*REQUIRED WORK:*
Copy out, unchanged, every line from the start of the records to the line that contains "pub async fn get(&self, organization_id: Uuid)", and stop there.

*EXTRACTED INFORMATION:*
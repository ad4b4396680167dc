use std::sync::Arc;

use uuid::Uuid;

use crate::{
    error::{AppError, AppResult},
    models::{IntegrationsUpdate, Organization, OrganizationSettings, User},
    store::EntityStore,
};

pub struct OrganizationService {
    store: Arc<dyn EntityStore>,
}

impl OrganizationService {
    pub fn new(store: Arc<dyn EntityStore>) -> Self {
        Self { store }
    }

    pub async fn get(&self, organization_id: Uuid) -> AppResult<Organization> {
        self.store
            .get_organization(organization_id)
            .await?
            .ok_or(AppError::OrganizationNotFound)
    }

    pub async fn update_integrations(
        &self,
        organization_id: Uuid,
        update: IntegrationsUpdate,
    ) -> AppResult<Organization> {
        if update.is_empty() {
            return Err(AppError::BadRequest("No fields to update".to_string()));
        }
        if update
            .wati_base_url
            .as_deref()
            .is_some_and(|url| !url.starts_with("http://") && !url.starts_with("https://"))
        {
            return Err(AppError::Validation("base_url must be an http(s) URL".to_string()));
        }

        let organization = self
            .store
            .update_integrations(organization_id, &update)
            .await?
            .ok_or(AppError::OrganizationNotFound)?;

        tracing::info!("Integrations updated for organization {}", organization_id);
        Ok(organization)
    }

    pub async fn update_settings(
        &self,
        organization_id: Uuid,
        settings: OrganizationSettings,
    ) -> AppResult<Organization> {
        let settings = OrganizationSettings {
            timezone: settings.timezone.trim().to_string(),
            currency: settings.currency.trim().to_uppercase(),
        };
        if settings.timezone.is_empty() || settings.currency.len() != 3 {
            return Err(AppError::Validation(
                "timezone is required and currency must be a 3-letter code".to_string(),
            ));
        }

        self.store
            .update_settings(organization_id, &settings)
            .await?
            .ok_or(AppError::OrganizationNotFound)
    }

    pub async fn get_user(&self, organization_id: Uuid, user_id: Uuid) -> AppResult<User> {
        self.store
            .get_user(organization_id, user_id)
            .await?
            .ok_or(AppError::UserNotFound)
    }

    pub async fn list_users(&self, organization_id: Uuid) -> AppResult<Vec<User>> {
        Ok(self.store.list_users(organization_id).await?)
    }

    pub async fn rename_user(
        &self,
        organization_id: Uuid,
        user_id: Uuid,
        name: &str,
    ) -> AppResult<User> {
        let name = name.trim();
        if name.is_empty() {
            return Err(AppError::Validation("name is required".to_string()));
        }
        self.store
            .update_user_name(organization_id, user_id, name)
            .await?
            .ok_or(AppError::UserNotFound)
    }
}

*OUTPUT BELOW:*
repository ad4b4396680167dc
use std::sync::Arc;

use uuid::Uuid;

use crate::{
    error::{AppError, AppResult},
    models::{IntegrationsUpdate, Organization, OrganizationSettings, User},
    store::EntityStore,
};

pub struct OrganizationService {
    store: Arc<dyn EntityStore>,
}

impl OrganizationService {
    pub fn new(store: Arc<dyn EntityStore>) -> Self {
        Self { store }
    }

    pub async fn get(&self, organization_id: Uuid) -> AppResult<Organization> {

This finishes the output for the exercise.